Not my floors, got the pics off the internet. Still no winners.


----------



## JTKillough (May 4, 2010)

Mesquite


----------



## Ruger (Jan 22, 2011)

Cypress


----------



## Spanky (Apr 8, 2010)

Maple


----------



## Rick Howard (Feb 25, 2012)

JT took my guess. Give it BACK!

Second pick is..... Cork?


----------



## Mark Steinmann (Jan 28, 2014)

My guess is Teak.


----------



## youngdon (Mar 10, 2010)

Acacia


----------



## catcapper (Feb 11, 2010)

How about---------------------------- Rosebud wood.

awprint:


----------



## glenway (Mar 27, 2011)

Ipe, Brazilian Walnut, Lapacho (all names for the same wood)


----------



## kiyote (Jun 15, 2014)

white walnut


----------



## hassell (Feb 9, 2010)

Hickory


----------



## prairiewolf (Feb 19, 2012)

We have a winner !!!!!! Don (youngdon) you are right it is Acacia. Congrats Don, I really thought this would take longer. Did or do you have them in your yard ?

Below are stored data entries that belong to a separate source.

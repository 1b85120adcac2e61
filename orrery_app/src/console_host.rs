//! Headless render-loop host
//!
//! Stands in for a windowed GPU backend: reports a fixed drawable size
//! and "draws" by logging world positions at a configurable interval.
//! Useful for demo runs and CI, where no display exists.

use orrery_engine::foundation::math::Point3;
use orrery_engine::prelude::*;

/// Console-backed host for headless runs
pub struct ConsoleHost {
    size: (u32, u32),
    report_interval: u64,
    frames_drawn: u64,
}

impl ConsoleHost {
    /// Create a host with a fixed drawable size
    pub fn new(width: u32, height: u32, report_interval: u64) -> Self {
        Self {
            size: (width, height),
            report_interval,
            frames_drawn: 0,
        }
    }

    /// Number of frames drawn so far
    pub fn frames_drawn(&self) -> u64 {
        self.frames_drawn
    }
}

impl RenderLoopHost for ConsoleHost {
    fn drawable_size(&self) -> (u32, u32) {
        self.size
    }

    fn draw(&mut self, scene: &SceneGraph, camera: &Camera) -> Result<(), HostError> {
        self.frames_drawn += 1;
        if self.report_interval == 0 || self.frames_drawn % self.report_interval != 0 {
            return Ok(());
        }

        let view_projection = camera.view_projection();
        for node in scene.drawables() {
            let world = node.world_transform();
            let clip = view_projection
                * world.to_matrix()
                * Point3::origin().to_homogeneous();
            log::info!(
                "frame {:>5} {:<12} world ({:6.2}, {:6.2}, {:6.2}) clip w {:.2}",
                self.frames_drawn,
                node.name(),
                world.position.x,
                world.position.y,
                world.position.z,
                clip.w
            );
        }
        Ok(())
    }
}
//! Render-loop glue
//!
//! The engine does not own a display surface. It exposes a narrow seam,
//! the [`RenderLoopHost`] trait plus a [`FrameContext`], and leaves the
//! window, GPU, and draw submission to the embedding application.

mod camera;
mod host;

pub use camera::Camera;
pub use host::{FrameContext, HostError, RenderLoopHost};
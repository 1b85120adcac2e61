//! Demo configuration
//!
//! Defaults reproduce the canonical tutorial scene: a faceted unit sphere
//! shared by all bodies, a sun scaled 5×, the earth orbiting at radius 10,
//! the moon at radius 2 and half scale, viewed from 50 units above with +Z
//! as the camera's up direction.

use orrery_engine::config::Config;
use serde::{Deserialize, Serialize};

/// Camera placement and projection parameters
#[derive(Debug, Clone, Serialize, Deserialize)]
#[serde(default)]
pub struct CameraConfig {
    /// Vertical field of view in degrees
    pub fov_deg: f32,
    /// Near clip distance
    pub near: f32,
    /// Far clip distance
    pub far: f32,
    /// Eye position
    pub position: [f32; 3],
    /// Up direction
    pub up: [f32; 3],
}

impl Default for CameraConfig {
    fn default() -> Self {
        Self {
            fov_deg: 40.0,
            near: 0.1,
            far: 1000.0,
            position: [0.0, 50.0, 0.0],
            up: [0.0, 0.0, 1.0],
        }
    }
}

/// Drawable surface reported by the headless host
#[derive(Debug, Clone, Serialize, Deserialize)]
#[serde(default)]
pub struct SurfaceConfig {
    /// Drawable width in pixels
    pub width: u32,
    /// Drawable height in pixels
    pub height: u32,
}

impl Default for SurfaceConfig {
    fn default() -> Self {
        Self {
            width: 1280,
            height: 720,
        }
    }
}

/// Headless run parameters
#[derive(Debug, Clone, Serialize, Deserialize)]
#[serde(default)]
pub struct RunConfig {
    /// Fixed timestep in seconds per frame
    pub timestep: f32,
    /// Number of frames to run
    pub frames: u64,
    /// Report world positions every N frames (0 disables reports)
    pub report_interval: u64,
}

impl Default for RunConfig {
    fn default() -> Self {
        Self {
            timestep: 1.0 / 60.0,
            frames: 600,
            report_interval: 60,
        }
    }
}

/// Shared sphere geometry parameters
#[derive(Debug, Clone, Serialize, Deserialize)]
#[serde(default)]
pub struct SphereConfig {
    /// Sphere radius before node scaling
    pub radius: f32,
    /// Longitudinal segments (kept low so spin reads on the silhouette)
    pub width_segments: u32,
    /// Latitudinal segments
    pub height_segments: u32,
}

impl Default for SphereConfig {
    fn default() -> Self {
        Self {
            radius: 1.0,
            width_segments: 6,
            height_segments: 6,
        }
    }
}

/// A visual body: uniform scale plus its own spin rate
#[derive(Debug, Clone, Serialize, Deserialize)]
#[serde(default)]
pub struct BodyConfig {
    /// Uniform scale applied to the body's node
    pub scale: f32,
    /// Spin rate multiplier (radians per second of global time)
    pub spin_rate: f32,
}

impl Default for BodyConfig {
    fn default() -> Self {
        Self {
            scale: 1.0,
            spin_rate: 1.0,
        }
    }
}

/// An orbit pivot: offset from its parent plus its own spin rate
#[derive(Debug, Clone, Serialize, Deserialize)]
#[serde(default)]
pub struct OrbitConfig {
    /// Orbit radius along the parent's +X axis
    pub radius: f32,
    /// Spin rate multiplier for the pivot
    pub spin_rate: f32,
}

impl Default for OrbitConfig {
    fn default() -> Self {
        Self {
            radius: 1.0,
            spin_rate: 1.0,
        }
    }
}

/// Top-level demo configuration
#[derive(Debug, Clone, Serialize, Deserialize)]
#[serde(default)]
pub struct SolarSystemConfig {
    /// Camera placement and projection
    pub camera: CameraConfig,
    /// Drawable surface size
    pub surface: SurfaceConfig,
    /// Frame loop parameters
    pub run: RunConfig,
    /// Shared sphere geometry
    pub sphere: SphereConfig,
    /// Spin rate of the whole-system pivot (drives the earth's orbit)
    pub system_spin_rate: f32,
    /// Sun body
    pub sun: BodyConfig,
    /// Earth orbit pivot (its spin swings the moon around the earth)
    pub earth_orbit: OrbitConfig,
    /// Earth body
    pub earth: BodyConfig,
    /// Moon orbit offset from the earth pivot
    pub moon_orbit_radius: f32,
    /// Moon body
    pub moon: BodyConfig,
    /// Grid extent for the whole-system overlay
    pub system_grid_units: u32,
    /// Grid extent for per-body overlays
    pub body_grid_units: u32,
}

impl Default for SolarSystemConfig {
    fn default() -> Self {
        Self {
            camera: CameraConfig::default(),
            surface: SurfaceConfig::default(),
            run: RunConfig::default(),
            sphere: SphereConfig::default(),
            system_spin_rate: 1.0,
            sun: BodyConfig {
                scale: 5.0,
                spin_rate: 1.0,
            },
            earth_orbit: OrbitConfig {
                radius: 10.0,
                spin_rate: 1.0,
            },
            earth: BodyConfig::default(),
            moon_orbit_radius: 2.0,
            moon: BodyConfig {
                scale: 0.5,
                spin_rate: 1.0,
            },
            system_grid_units: 25,
            body_grid_units: 10,
        }
    }
}

impl Config for SolarSystemConfig {}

Here is a pic of an Acacia tree, there are many varieties.

Don, I dont think I wrote down your Vegas address, can you PM me


----------



## hassell (Feb 9, 2010)

Congrats. YD, aren't you glad now that I gave you that hint.


----------



## Rick Howard (Feb 25, 2012)

Fun contest, Ed. Thank you for the opportunity. Congrats Don!


----------



## youngdon (Mar 10, 2010)

Thanks for the kudos guys. There are a few acacias here in Vegas Ed but not as many as Phoenix. Thank you for another fun contest Ed. I'll pm you the Vegas address as I am stuck here for a bit.


----------



## Ruger (Jan 22, 2011)

Way to go Don!!!! Thanks for the contest Ed!


----------



## sneakygroundbuzzard (Nov 1, 2012)

thanks for the contest Ed

congrats Don

even though you did steal what as going to be my second guess

oh well,should have used it for my first guess, like they say hind sight is always 20/20


----------



## okiegobblers (Feb 20, 2015)

Congrats Don!


----------



## kiyote (Jun 15, 2014)

congrats , don! ed. you da man,thanks for the contest


----------



## hassell (Feb 9, 2010)

Thanks Ed for the excitement, was lots of fun.


----------



## prairiewolf (Feb 19, 2012)

Guys, I am glad to do contests and give calls away. I have sold a lot of calls on here and think its only fair to the owners and the members. Stay tuned, if I quit missing. I will have another guess the weight contest, lol


----------



## dwtrees (Mar 5, 2012)

Thanks for the contest and congrats to Don for the correct guess. (I have never seen an Acacia tree, much less the wood from one)

Hope you hit one soon for the guess the weight contest.


----------